The other night, CNN had a special program about racial identity in the United States. As a Canadian of Irish and Scottish descent, and as someone who has never lived anywhere but Canada, I was (as the Brits would say) completely gobsmacked!
In the Canada where I grew up, my parents taught me by word and example not to judge people by their ethnicity. That said, I certainly saw other people do it, but it varied a lot depending on where I lived. I have seen discrimination against French-Canadians by Anglophones (non-French) and against Anglophones by French-Canadians, by Ukrainians against non-Ukrainians and the opposite, by non-Natives against Natives and Natives against non-Natives — well, you get the idea. It was a case of equal-opportunity discrimination. Someone always felt that someone else was somehow "less" for being different.

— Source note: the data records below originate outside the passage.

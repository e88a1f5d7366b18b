use clap::Parser;
use pylon_ingestor::cli::{run, Cli};
use pylon_ingestor::error::Result;

#[tokio::main]
async fn main() -> Result<()> {
    let cli = Cli::parse();
    run(cli).await
}
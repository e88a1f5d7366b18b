pub mod constants;
pub mod discovery;
pub mod filename;
pub mod progress;

pub use constants::*;
pub use discovery::discover_files;
pub use filename::file_stem;
pub use progress::ProgressReporter;
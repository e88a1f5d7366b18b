use crate::models::DataType;
use clap::{Parser, Subcommand};
use std::path::PathBuf;

#[derive(Parser)]
#[command(name = "pylon-ingestor")]
#[command(about = "Samples forecast rasters at transmission tower locations and ingests per-tower time series")]
#[command(version)]
pub struct Cli {
    #[command(subcommand)]
    pub command: Commands,

    #[arg(short, long, global = true, help = "Enable verbose logging")]
    pub verbose: bool,

    #[arg(short, long, global = true, help = "Configuration file path")]
    pub config: Option<PathBuf>,
}

#[derive(Subcommand)]
pub enum Commands {
    /// Ingest every configured data type
    Run {
        #[arg(long, help = "Override the raster root directory")]
        root_dir: Option<PathBuf>,

        #[arg(long, help = "Cap on bands read per raster file")]
        max_bands: Option<usize>,

        #[arg(long, help = "Records accumulated per ingestion batch")]
        batch_size: Option<usize>,

        #[arg(long, help = "Upper bound on concurrent data-type workers")]
        max_workers: Option<usize>,
    },

    /// Ingest a single data type
    Process {
        #[arg(value_enum, help = "Data type to ingest")]
        data_type: DataType,

        #[arg(long, help = "Override the glob pattern for this data type")]
        pattern: Option<String>,

        #[arg(long, help = "Override the raster root directory")]
        root_dir: Option<PathBuf>,

        #[arg(long, help = "Cap on bands read per raster file")]
        max_bands: Option<usize>,

        #[arg(long, help = "Records accumulated per ingestion batch")]
        batch_size: Option<usize>,
    },

    /// Scan rasters and report what would be ingested, without writing
    Check {
        #[arg(value_enum, help = "Restrict the check to one data type")]
        data_type: Option<DataType>,
    },
}
use crate::error::{IngestError, Result};
use crate::models::Tower;
use sqlx::PgPool;

/// Read-only access to the external tower registry. The pipeline never
/// writes to this table.
pub struct TowerRegistry {
    pool: PgPool,
}

impl TowerRegistry {
    pub fn new(pool: PgPool) -> Self {
        Self { pool }
    }

    /// Fetch all towers with non-null coordinates, ordered by serial.
    /// Called at the start of every file's processing so registry updates
    /// between files are picked up.
    pub async fn fetch_towers(&self) -> Result<Vec<Tower>> {
        sqlx::query_as::<_, Tower>(
            "SELECT tower_serial AS serial, \
                    mid_latitude AS latitude, \
                    mid_longitude AS longitude \
             FROM towers \
             WHERE mid_latitude IS NOT NULL \
               AND mid_longitude IS NOT NULL \
             ORDER BY tower_serial",
        )
        .fetch_all(&self.pool)
        .await
        .map_err(|e| IngestError::Registry(e.to_string()))
    }
}
use crate::error::{IngestError, Result};
use chrono::{NaiveDate, NaiveDateTime};
use gdal::raster::Buffer;
use gdal::{Dataset, Metadata};
use std::path::Path;

/// One raster file reduced to the raw cell values at the sampled points.
#[derive(Debug, Clone)]
pub struct RasterScan {
    /// Band descriptions in ascending band order, format `YYYY-MM-DD_HH`.
    pub band_labels: Vec<String>,
    /// Parsed from the first band's description.
    pub base_time: NaiveDateTime,
    /// `samples[band][point]`: raw values in input point order, one inner
    /// vector per band up to the band cap.
    pub samples: Vec<Vec<f64>>,
}

impl RasterScan {
    pub fn band_count(&self) -> usize {
        self.samples.len()
    }
}

/// Raster access seam. The production implementation is GDAL-backed;
/// tests substitute an in-memory reader.
pub trait RasterReader: Send + Sync {
    /// Open the raster at `path` and extract raw values for every band
    /// (up to `max_bands`) at each (lon, lat) coordinate, preserving
    /// coordinate order.
    fn read(&self, path: &Path, coords: &[(f64, f64)], max_bands: usize) -> Result<RasterScan>;
}

/// GDAL-backed reader for GeoTIFF forecast products.
pub struct GdalReader;

impl RasterReader for GdalReader {
    fn read(&self, path: &Path, coords: &[(f64, f64)], max_bands: usize) -> Result<RasterScan> {
        let display = path.display().to_string();
        let dataset = Dataset::open(path)?;

        // Hard cap on per-file work; bands past the cap are never read.
        let band_count = dataset.raster_count().min(max_bands);

        let mut band_labels = Vec::with_capacity(band_count);
        for band_index in 1..=band_count {
            band_labels.push(dataset.rasterband(band_index)?.description()?);
        }

        let base_label = band_labels
            .first()
            .filter(|label| !label.trim().is_empty())
            .ok_or_else(|| IngestError::MalformedRaster {
                path: display.clone(),
                message: "raster exposes no band descriptions".to_string(),
            })?;

        let base_time =
            parse_band_time(base_label).ok_or_else(|| IngestError::MalformedRaster {
                path: display.clone(),
                message: format!("cannot parse base time from description '{base_label}'"),
            })?;

        let geo_transform = dataset.geo_transform()?;
        let (width, height) = dataset.raster_size();

        // Resolved once per file; the grid geometry is invariant across bands.
        let pixels = resolve_pixels(&geo_transform, (width, height), coords, &display)?;

        // All capped bands are pulled into memory before extraction,
        // trading memory for a single I/O pass.
        let mut buffers: Vec<Buffer<f64>> = Vec::with_capacity(band_count);
        for band_index in 1..=band_count {
            let band = dataset.rasterband(band_index)?;
            buffers.push(band.read_as::<f64>((0, 0), (width, height), (width, height), None)?);
        }

        let samples = buffers
            .iter()
            .map(|buffer| extract_at(buffer.data(), width, &pixels))
            .collect();

        Ok(RasterScan {
            band_labels,
            base_time,
            samples,
        })
    }
}

/// Parse a band description of the form `YYYY-MM-DD_HH`.
pub fn parse_band_time(label: &str) -> Option<NaiveDateTime> {
    let (date, hour) = label.trim().split_once('_')?;
    let date = NaiveDate::parse_from_str(date, "%Y-%m-%d").ok()?;
    let hour: u32 = hour.parse().ok()?;
    date.and_hms_opt(hour, 0, 0)
}

/// Map (lon, lat) coordinates to integer (row, col) pixel indices by
/// inverting the affine geotransform. Fails if the transform is
/// degenerate or any point falls outside the grid; either condition is
/// fatal to the current file.
pub fn resolve_pixels(
    geo_transform: &[f64; 6],
    size: (usize, usize),
    coords: &[(f64, f64)],
    path: &str,
) -> Result<Vec<(usize, usize)>> {
    let [origin_x, pixel_width, row_rot, origin_y, col_rot, pixel_height] = *geo_transform;
    let (width, height) = size;

    let det = pixel_width * pixel_height - row_rot * col_rot;
    if det.abs() < f64::EPSILON {
        return Err(IngestError::CoordinateResolution {
            path: path.to_string(),
            message: "degenerate geotransform (zero determinant)".to_string(),
        });
    }

    let mut pixels = Vec::with_capacity(coords.len());
    for &(lon, lat) in coords {
        let dx = lon - origin_x;
        let dy = lat - origin_y;

        let col = ((dx * pixel_height - dy * row_rot) / det).floor();
        let row = ((dy * pixel_width - dx * col_rot) / det).floor();

        if col < 0.0 || row < 0.0 || col >= width as f64 || row >= height as f64 {
            return Err(IngestError::CoordinateResolution {
                path: path.to_string(),
                message: format!(
                    "point ({lon}, {lat}) resolves to pixel ({row}, {col}) outside the {width}x{height} grid"
                ),
            });
        }

        pixels.push((row as usize, col as usize));
    }

    Ok(pixels)
}

/// Pull values out of a row-major band buffer at the given (row, col)
/// indices, preserving index order.
pub fn extract_at(band_data: &[f64], width: usize, pixels: &[(usize, usize)]) -> Vec<f64> {
    pixels
        .iter()
        .map(|&(row, col)| band_data[row * width + col])
        .collect()
}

Even so, during my childhood, I saw little of this. I attended nine different schools in 12 years, and lived in four different provinces. I went to school with quite a few kids who were mixed race (part black or part Native) and some that were full-blood Native. In university, there was more diversity, and in the work force, I worked with many mixed-race people. Some looked mixed race, some didn't. But I never heard anyone question what race or mix of races someone else was, and if it came up, it was just mildly interesting. No doubt that was partly due to living mainly in small towns, but I don't think that completely explains it. I think it must be because Canada has a much different history than America.
In any case, that is the perspective that I brought to the CNN show about ethnicity. I was quite shocked to discover that America, ethnically speaking, still has its head buried in the remnant of a slave culture, and that it is still affecting everything that people do. It seems that everyone still needs to be pigeon-holed into one race or another, even to the extent of determining whether a person is black enough to be a black American, or descended from the right black family line (in other words, from former slaves or "free persons of colour") to qualify as an African-American. The old One Drop Rule from the days of racial segregation may no longer be in force, but its effects still linger.
Why is it so important to Americans in 2012 that people publicly identify with a particular ethnicity and ignore the rest of what makes them who they are?
What identifies a black person? As a Canadian, I always thought it referred to people whose skin colour and features are similar to those of people from sub-Saharan Africa. The host of the show, Soledad O'Brien, just looks like an ordinary woman to me. Her multiracial background
has produced a complete mixture of features that do not instantly
identify her as being of any particular ethnicity, but because her mother is black, she says she is a black woman. A young girl of North African ancestry who was interviewed on the show looks middle Eastern, has no African-American or Sub-Saharan African blood at all, and yet she also identifies herself as black. Clearly, skin colour and facial features aren't what make them feel black.
If the term African-American is used, that makes more sense, since O'Brien is part African-American. But the girl from North Africa checked "white" on her college application (why do colleges care what ethnicity a person is?) because that is how the
American government classifies her. Is she white? Is she black? Does it matter? It does to her, but why does anyone else care?
To make things even more complicated, a young man whose parents are from different parts of Africa said on the show that he is constantly told he is neither "black" or "African-American" because, despite his race and skin colour and facial features, he isn't descended from slaves or free American black people. The same comments have been directed at American President Barack Obama, who is of mixed race, because his father is African, not African-American.
It's not just the American black community concerned with this racial identity. The same issue has been raised on Native Internet forums, where people have complained about those who call themselves Indian when they only have a single great-grandparent who was Indian. Apparently, to be Indian, you need to be full blood, or nearly so, kind of a reverse of the One Drop Rule.
What does it matter to
the rest of the world whether a person identifies with one race or
ethnic group and not another? People should not have to choose to check
a little box that says they are this race or that race, because in the end, it is
meaningless. Many Americans, regardless of skin colour, are actually a mix of African, European, even Asian and American Indian genes. Some, like golfer Tiger Woods, have many difference races and ethnic groups in their backgrounds. Some mixed-race people self-identify as black, others as white, and some
latch onto their Native or Asian roots. Surely it isn't anyone else's business
what they consider themselves to be.
Why can't we see differences in our faces and hair and skin colour simply as features that make each person one of a kind, instead of trying to put people into artificial categories?
Isn't it time to just see people as individuals, all different and all equally valued?